I had a friend. A good friend, I thought. We had a lot in common, a lot. The friendship didn't last. I understand that these things happen all the time to lots of different people; some make phone calls or send nasty texts, some make visits and some sever ties entirely, others still, blog.
I've been thinking about writing this letter for awhile, and finally decided that I would.
You told me you weren't available the evening before my birthday because you had to switch weekends with the kids to attend the Mustache Dash - which, apparently, you didn't go to anyway.
Now, had this been the first time you cancelled plans with me, that would be one thing. But it wasn't. There were two (at least) times previous, "girls days". Needless to say, I get that things happen that mean rescheduling plans - but that's "rescheduling" and not cancelling. Which, ours, were never rescheduled. This is fine, and regardless of how good you believe your intentions were, the results are still the same that with me, you're unreliable. I may not have kids, but I still don't have time for flaky people. I think you have awesome children and if I did have kids, I would avoid using them as excuses.
I gave you credit when you cancelled on me, that uncontrollable things were going on in your world, and I even responded (and meant it) that you weren't the "bad friend" you texted me that you were, but that you were just a "busy friend". Then? You cancelled on me again. Maybe I was wrong, and you were right.

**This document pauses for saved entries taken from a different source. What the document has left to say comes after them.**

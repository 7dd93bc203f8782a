//! Cypher literal rendering

use crate::graph::{json_type_name, CompileError, CompileResult};
use serde_json::Value;

/// Single-quoted string literal
pub fn quote_string(value: &str) -> String {
    let escaped = value.replace('\\', "\\\\").replace('\'', "\\'");
    format!("'{}'", escaped)
}

/// Double-quoted string literal (used for relationship type comparisons)
pub fn quote_double(value: &str) -> String {
    let escaped = value.replace('\\', "\\\\").replace('"', "\\\"");
    format!("\"{}\"", escaped)
}

/// Backtick-quoted identifier (labels, relationship types, property keys)
pub fn quote_identifier(name: &str) -> String {
    format!("`{}`", name.replace('`', "``"))
}

/// Render a property value; only booleans and strings are supported
pub fn property_value(pattern: &str, key: &str, value: &Value) -> CompileResult<String> {
    match value {
        Value::Bool(flag) => Ok(flag.to_string()),
        Value::String(s) => Ok(quote_string(s)),
        other => Err(CompileError::UnsupportedPropertyType {
            pattern: pattern.to_string(),
            key: key.to_string(),
            found: json_type_name(other),
        }),
    }
}

/// Render an inline property map, e.g. `` {`id`: 'X:1'}``
///
/// Returns an empty string for no entries.
pub fn property_map(entries: &[(String, String)]) -> String {
    if entries.is_empty() {
        return String::new();
    }
    let body: Vec<String> = entries
        .iter()
        .map(|(key, value)| format!("{}: {}", quote_identifier(key), value))
        .collect();
    format!(" {{{}}}", body.join(", "))
}

#[cfg(test)]
mod tests {
    use super::*;
    use serde_json::json;

    #[test]
    fn booleans_render_bare() {
        assert_eq!(property_value("n", "k", &json!(true)).unwrap(), "true");
        assert_eq!(property_value("n", "k", &json!(false)).unwrap(), "false");
    }

    #[test]
    fn strings_render_single_quoted() {
        assert_eq!(property_value("n", "k", &json!("abc")).unwrap(), "'abc'");
    }

    #[test]
    fn quotes_inside_strings_are_escaped() {
        assert_eq!(quote_string("O'Brien"), "'O\\'Brien'");
        assert_eq!(quote_double("say \"hi\""), "\"say \\\"hi\\\"\"");
    }

    #[test]
    fn numbers_are_unsupported() {
        let err = property_value("node n0", "score", &json!(3)).unwrap_err();
        assert_eq!(
            err,
            CompileError::UnsupportedPropertyType {
                pattern: "node n0".into(),
                key: "score".into(),
                found: "number",
            }
        );
    }

    #[test]
    fn property_map_formats_entries() {
        let entries = vec![
            ("id".to_string(), "'X:1'".to_string()),
            ("flag".to_string(), "true".to_string()),
        ];
        assert_eq!(property_map(&entries), " {`id`: 'X:1', `flag`: true}");
        assert_eq!(property_map(&[]), "");
    }

    #[test]
    fn backticks_in_identifiers_are_doubled() {
        assert_eq!(quote_identifier("we`ird"), "`we``ird`");
    }
}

I knew when I asked you to spend the evening/night before my birthday with me, that you'd never do it because I had suggested I wanted to get drunk. I remember the night the three of us went out before a race and you told me while we were outside that he doesn't like you to drink much, and that you wished he wasn't like that. Then almost as soon as we went inside you told him "thank you" for not "letting" you drink much because you had vomited. Nobody can make you do or feel anything without your permission, you have chosen to allow him to make you feel this way, and then you complain about it later. But this was none of my business, I digress.

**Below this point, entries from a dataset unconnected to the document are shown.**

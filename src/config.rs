//! YAML configuration
//!
//! ```yaml
//! max_connectivity: 1000
//! query_timeout_secs: 30
//! skip: 0
//! limit: 500
//! log_level: info
//! ```
//!
//! Every key is optional.

use crate::api::AnswerOptions;
use crate::cypher::{CompileOptions, Pagination};
use serde::{Deserialize, Serialize};
use std::path::{Path, PathBuf};
use std::time::Duration;
use thiserror::Error;
use tracing::Level;

#[derive(Debug, Error)]
pub enum ConfigError {
    #[error("Cannot read config {path}: {source}")]
    Io {
        path: PathBuf,
        source: std::io::Error,
    },

    #[error("Invalid config {path}: {source}")]
    Yaml {
        path: PathBuf,
        source: serde_yaml::Error,
    },

    #[error("Unknown log level: {0}")]
    LogLevel(String),
}

#[derive(Debug, Clone, PartialEq, Eq, Serialize, Deserialize)]
#[serde(default, deny_unknown_fields)]
pub struct Config {
    /// Exclusive upper bound on the degree of each edge's far endpoint
    pub max_connectivity: Option<u64>,
    pub query_timeout_secs: Option<u64>,
    pub skip: Option<u64>,
    pub limit: Option<u64>,
    pub log_level: String,
}

impl Default for Config {
    fn default() -> Self {
        Self {
            max_connectivity: None,
            query_timeout_secs: None,
            skip: None,
            limit: None,
            log_level: "info".to_string(),
        }
    }
}

impl Config {
    /// Default location (~/.config/qgraph/config.yaml on Linux)
    pub fn default_path() -> Option<PathBuf> {
        dirs::config_dir().map(|dir| dir.join("qgraph").join("config.yaml"))
    }

    /// Load `path`, or the default location when it exists, or defaults
    ///
    /// An explicit path that cannot be read is an error; a missing default
    /// file is not.
    pub fn load(path: Option<&Path>) -> Result<Self, ConfigError> {
        match path {
            Some(path) => Self::from_file(path),
            None => match Self::default_path() {
                Some(path) if path.is_file() => Self::from_file(&path),
                _ => Ok(Self::default()),
            },
        }
    }

    pub fn from_file(path: &Path) -> Result<Self, ConfigError> {
        let text = std::fs::read_to_string(path).map_err(|source| ConfigError::Io {
            path: path.to_path_buf(),
            source,
        })?;
        let config: Self = serde_yaml::from_str(&text).map_err(|source| ConfigError::Yaml {
            path: path.to_path_buf(),
            source,
        })?;
        config.log_level()?;
        Ok(config)
    }

    pub fn log_level(&self) -> Result<Level, ConfigError> {
        self.log_level
            .parse()
            .map_err(|_| ConfigError::LogLevel(self.log_level.clone()))
    }

    pub fn answer_options(&self) -> AnswerOptions {
        let mut pagination = Pagination::new();
        if let Some(skip) = self.skip {
            pagination = pagination.skip(skip);
        }
        if let Some(limit) = self.limit {
            pagination = pagination.limit(limit);
        }

        let mut compile = CompileOptions::new().with_pagination(pagination);
        if let Some(bound) = self.max_connectivity {
            compile = compile.with_max_connectivity(bound);
        }

        let options = AnswerOptions::new().with_compile(compile);
        match self.query_timeout_secs {
            Some(secs) => options.with_timeout(Duration::from_secs(secs)),
            None => options,
        }
    }
}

When you bailed on me for my birthday, and we didn't text for a bit, you said that you felt you had "hurt my feelings" and that you would "be willing to talk on the phone and listen" if I wanted to talk about it. That was incredibly gracious of you - to be "willing to listen" to how I felt about you cancelling plans on me, again. That was when I began thinking of writing this letter.
Then you texted me on Thanksgiving and again, graciously offered to listen to me if I needed to talk about this. You were sorry you weren't able to take off all the time that I wanted you to because of your kids. That's when I made the decision to write this letter. The two "girls days" you bailed on were your ideas in the first place and it wasn't me that suggested the days or times, therefore, "all the time I wanted" you to take off isn't accurate. You set the plans, you bailed on them, and now you're attempting to make me the unreasonable party. Now, my birthday, those were my plans, and I don't find it terribly illogical to ask a friend to spend a birthday with me. I knew you wouldn't follow through when I asked, as stated previously in this letter. But I had hoped you would. Also previously stated in this letter, is that the reason you bailed on my birthday was to switch weekends with your kids to attend a race. A race that you flaked on anyway.
You have stated a couple times now via text that you "are willing" to talk to me about this. Yet, it was you that ditched me at the 10k race we ran. I attempted small talk and I don't believe you spoke a word in my direction. If you did, it was certainly nothing substantial, or indicitive of your desire to work things out with me. We have also attended a couple mutual races since, with the same results - you making no attempt to have any contact with me. So, certainly you can understand my skepticism when I received your text on the holiday suggesting that you treasured our friendship. I simply want you to know that I know that I didn't do this to our friendship. This isn't my fault, and you have not been victimized here. I, as your friend, didn't stand you up, I didn't make plans with you and then fail to reschedule when those were compromised.
In fact, I most certainly felt your heartfelt and sincere concern with the status of our friendship a day or two after Thanksgiving when you not only deleted me from your Facebook, but blocked me as well. This is when I made the decision to post this letter in public.
I wish you nothing less than happiness as well, but I also have some advice to offer you, should you choose to hear it. You should reconsider the way you word things, unless the way you're wording them is what you truly mean to say - if this is the case, you should stop playing the victim. And you should seriously stop being so gracious offering to discuss how your actions made another person feel, when the issue wasn't theirs in the first place, but yours.
You know, as little as I saw you once you began making excuses, your absence in my life hasn't really been noticed.Best Wishes,Chelle
P.S. You are welcome, to read and interpret this letter however makes you feel better, but you should know that education and people skills are entirely separate entities.